I know this programmers can reason this out from R's late parameter
evaluation rules PLUS the explicit match.call()/eval() lm() does to work with
the passed in formula and data frame. But, from a statistical user point of view
this seems to be counter-productive. At best it works as if the user is passing
in the name of the weights variable instead of values (I know this is the
obvious consequence of NSE).
lm() takes instance weights from the formula environment. Usually that
environment is the interactive environment or a close child of the interactive
environment and we are lucky enough to have no intervening name collisions so we
don't have a problem. However it makes programming over formulas for lm() a
bit tricky. Here is an example of the issue.

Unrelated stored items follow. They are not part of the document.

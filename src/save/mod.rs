//! # Save Module
//! 
//! A single save is moved on and off a card as a `SaveFile`: the save directory's entry
//! plus its member files in slot order.  Container formats used by other tools
//! are handled by codecs implementing `SaveCodec`, and the `Registry` picks among them.
//! 
//! The card side is `fs::Card::export` and `fs::Card::import`.

pub mod cbs;
pub mod psu;

use std::str::FromStr;
use std::fmt;
use log::{debug,info,error};
use crate::fs::DirEntry;
use crate::fs::icon_sys::{IconSys,ICON_SYS_NAME};
use crate::{DYNERR,STDRESULT};

/// Enumerates save container errors.  The `Display` trait will print the long message.
#[derive(thiserror::Error,Debug)]
pub enum Error {
    #[error("save file is corrupt")]
    CorruptData,
    #[error("unexpected end of input")]
    UnexpectedEndOfInput,
    #[error("save file contains a subdirectory")]
    UnsupportedEntryKind,
    #[error("file index out of range")]
    IndexOutOfRange,
    #[error("unknown save file format")]
    UnknownFormat
}

/// One save directory and its files, detached from any card.
/// The directory entry's length is the number of member files.
#[derive(Clone,Debug,PartialEq)]
pub struct SaveFile {
    dir: DirEntry,
    files: Vec<(DirEntry,Vec<u8>)>
}

impl SaveFile {
    /// Empty save with a placeholder directory entry, expected to be replaced by `set_directory`.
    pub fn new() -> Self {
        Self {
            dir: DirEntry::new("",crate::fs::types::CANONICAL_DIR_MODE,0),
            files: Vec::new()
        }
    }
    pub fn set_directory(&mut self,ent: DirEntry) {
        self.dir = ent;
    }
    pub fn get_directory(&self) -> &DirEntry {
        &self.dir
    }
    /// Put a file at `index`, replacing the one already there, or appending if `index` is the current length.
    pub fn set_file(&mut self,index: usize,ent: DirEntry,dat: Vec<u8>) -> STDRESULT {
        if index < self.files.len() {
            self.files[index] = (ent,dat);
        } else if index==self.files.len() {
            self.files.push((ent,dat));
        } else {
            error!("file index {} with only {} files",index,self.files.len());
            return Err(Box::new(Error::IndexOutOfRange));
        }
        Ok(())
    }
    pub fn get_file(&self,index: usize) -> Option<&(DirEntry,Vec<u8>)> {
        self.files.get(index)
    }
    /// files in slot order
    pub fn files(&self) -> impl Iterator<Item = &(DirEntry,Vec<u8>)> {
        self.files.iter()
    }
    pub fn len(&self) -> usize {
        self.files.len()
    }
    pub fn is_empty(&self) -> bool {
        self.files.is_empty()
    }
    /// sum of the member file lengths
    pub fn data_len(&self) -> usize {
        self.files.iter().map(|(_,dat)| dat.len()).sum()
    }
    /// The parsed `icon.sys` member, if there is one that parses.
    pub fn icon_sys(&self) -> Option<IconSys> {
        self.files.iter()
            .find(|(ent,_)| ent.name==ICON_SYS_NAME)
            .and_then(|(_,dat)| IconSys::from_bytes(dat).ok())
    }
}

/// Capability every container format provides.  Codecs are stateless.
pub trait SaveCodec {
    fn tag(&self) -> FormatTag;
    /// lower case file extensions, without the dot
    fn extensions(&self) -> &'static [&'static str];
    /// Cheap test of the first bytes of a file, no errors.
    fn sniff(&self,hdr: &[u8]) -> bool;
    /// Decode a whole container.  Fails on any structural problem.
    fn decode(&self,dat: &[u8]) -> Result<SaveFile,DYNERR>;
    fn encode(&self,save: &SaveFile) -> Result<Vec<u8>,DYNERR>;
}

/// The known container formats
#[derive(Clone,Copy,PartialEq,Eq,Debug)]
pub enum FormatTag {
    /// CodeBreaker, RC4 and zlib around a flat list of records
    Cbs,
    /// EMS adapter, raw directory entries and data
    Psu
}

impl FormatTag {
    pub fn codec(&self) -> &'static dyn SaveCodec {
        match self {
            Self::Cbs => &cbs::CodeBreaker,
            Self::Psu => &psu::Psu
        }
    }
}

impl FromStr for FormatTag {
    type Err = Error;
    fn from_str(s: &str) -> Result<Self,Self::Err> {
        match s {
            "cbs" => Ok(Self::Cbs),
            "psu" => Ok(Self::Psu),
            _ => Err(Error::UnknownFormat)
        }
    }
}

impl fmt::Display for FormatTag {
    fn fmt(&self, f: &mut fmt::Formatter<'_>) -> fmt::Result {
        match self {
            Self::Cbs => write!(f,"cbs"),
            Self::Psu => write!(f,"psu")
        }
    }
}

/// Ordered list of codecs.  Detection tries them in order, so no two sniff predicates
/// may accept the same header.
pub struct Registry {
    order: Vec<FormatTag>,
    primary: FormatTag
}

impl Registry {
    pub fn new() -> Self {
        Self {
            order: vec![FormatTag::Cbs,FormatTag::Psu],
            primary: FormatTag::Psu
        }
    }
    pub fn formats(&self) -> &[FormatTag] {
        &self.order
    }
    pub fn primary(&self) -> FormatTag {
        self.primary
    }
    /// Identify a container from its leading bytes.
    pub fn detect(&self,hdr: &[u8]) -> Option<FormatTag> {
        for tag in &self.order {
            if tag.codec().sniff(hdr) {
                info!("identified {} save",tag);
                return Some(*tag);
            }
        }
        debug!("no format matches header");
        None
    }
    /// Choose a format from a file name's extension, falling back to the primary format.
    pub fn for_filename(&self,name: &str) -> FormatTag {
        let ext = match std::path::Path::new(name).extension() {
            Some(ext) => ext.to_string_lossy().to_lowercase(),
            None => return self.primary
        };
        for tag in &self.order {
            if tag.codec().extensions().contains(&ext.as_str()) {
                return *tag;
            }
        }
        debug!("extension {} not recognized, using {}",ext,self.primary);
        self.primary
    }
    pub fn encode(&self,tag: FormatTag,save: &SaveFile) -> Result<Vec<u8>,DYNERR> {
        tag.codec().encode(save)
    }
    pub fn decode(&self,tag: FormatTag,dat: &[u8]) -> Result<SaveFile,DYNERR> {
        tag.codec().decode(dat)
    }
}

/// Replace characters that cannot appear in host file names.
pub fn fix_filename(name: &str) -> String {
    match regex::Regex::new(r#"[\\/:*?"<>|]"#) {
        Ok(re) => re.replace_all(name,"_").to_string(),
        Err(_) => name.to_string()
    }
}

/// Descriptive host file name for a save: directory name, title, and CRC32 of the file data.
/// Product codes of the form `BASLUS-20001...` are shortened, and saves named `B?DATA...`
/// drop the title.
pub fn make_longname(dirname: &str,save: &SaveFile) -> String {
    let mut title = match save.icon_sys() {
        Some(icon) => icon.title_line(),
        None => String::new()
    };
    let mut hasher = crc32fast::Hasher::new();
    for (_,dat) in save.files() {
        hasher.update(dat);
    }
    let crc = hasher.finalize();
    let mut short = dirname;
    let prefix = dirname.get(0..2).unwrap_or("");
    if dirname.len() >= 12 && ["BA","BJ","BE","BK"].contains(&prefix) {
        match dirname.get(2..6) {
            Some("DATA") => title = String::new(),
            _ => short = dirname.get(2..12).unwrap_or(dirname)
        }
    }
    fix_filename(&format!("{} {} ({:08X})",short,title,crc))
}

#[cfg(test)]
pub fn test_save(dirname: &str,sizes: &[usize]) -> SaveFile {
    use crate::fs::types::DEFAULT_FILE_MODE;
    let mut ans = SaveFile::new();
    ans.set_directory(DirEntry::new(dirname,crate::fs::types::CANONICAL_DIR_MODE,sizes.len() as u32));
    for (i,sz) in sizes.iter().enumerate() {
        let dat: Vec<u8> = (0..*sz).map(|x| ((x*7+i) % 251) as u8).collect();
        ans.set_file(i,DirEntry::new(&format!("file{}",i),DEFAULT_FILE_MODE,*sz as u32),dat).expect("bad index");
    }
    ans
}

#[test]
fn set_file_bounds() {
    let mut save = test_save("SAVE",&[3,4]);
    assert_eq!(save.len(),2);
    assert_eq!(save.data_len(),7);
    let ent = save.get_file(0).expect("missing file").0.clone();
    save.set_file(0,ent.clone(),vec![1]).expect("bad index");
    assert_eq!(save.data_len(),5);
    match save.set_file(5,ent,vec![]) {
        Ok(_) => panic!("index should be out of range"),
        Err(e) => assert_eq!(e.to_string(),"file index out of range")
    }
}

#[test]
fn registry_dispatch() {
    let reg = Registry::new();
    assert_eq!(reg.for_filename("x/MYSAVE.CBS"),FormatTag::Cbs);
    assert_eq!(reg.for_filename("mysave.psu"),FormatTag::Psu);
    assert_eq!(reg.for_filename("mysave.bin"),FormatTag::Psu);
    assert_eq!(reg.for_filename("mysave"),FormatTag::Psu);
    assert_eq!(reg.detect(b"CFU\0abcd"),Some(FormatTag::Cbs));
    assert_eq!(reg.detect(b"nothing to see here"),None);
    let save = test_save("SAVE",&[100]);
    for tag in reg.formats() {
        let dat = reg.encode(*tag,&save).expect("encode failed");
        assert_eq!(reg.detect(&dat),Some(*tag));
        assert_eq!(tag.codec().tag(),*tag);
    }
    assert_eq!(FormatTag::from_str("cbs").expect("bad tag"),FormatTag::Cbs);
    assert!(FormatTag::from_str("max").is_err());
}

#[test]
fn long_names() {
    let mut save = test_save("BASLUS-20001SAVE",&[]);
    let icon = crate::fs::icon_sys::build("Hello","World","icon.ico");
    save.set_file(0,DirEntry::new(ICON_SYS_NAME,crate::fs::types::DEFAULT_FILE_MODE,icon.len() as u32),icon).expect("bad index");
    let name = make_longname("BASLUS-20001SAVE",&save);
    assert!(name.starts_with("SLUS-20001 Hello World ("));
    let name = make_longname("BADATA-SYSTEM",&save);
    assert!(name.starts_with("BADATA-SYSTEM  ("));
    assert_eq!(fix_filename("a:b?c"),"a_b_c");
}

Is there any recommended discussion on this and how to work around it? In my own
work I explicitly set the formula environment and put the weights in that
environment.
d <- data.frame(x = 1:3, y = c(3, 3, 4))
w <- c(1, 5, 1)
# works
lm(y ~ x, data = d, weights = w)
# fails, as weights are taken from formul environment
fn <- function() { # deliberately set up formula with bad value in
environment
w <- c(-1, -1, -1, -1) # bad weights
f <- as.formula(y ~ x) # captures bad weights with as.formula(env =
parent.frame()) default
return(f)
}
lm(fn(), data = d, weights = w)
# Error in model.frame.default(formula = fn(), data = d, weights = w,
drop.unused.levels = TRUE) :
# variable lengths differ (found for '(weights)')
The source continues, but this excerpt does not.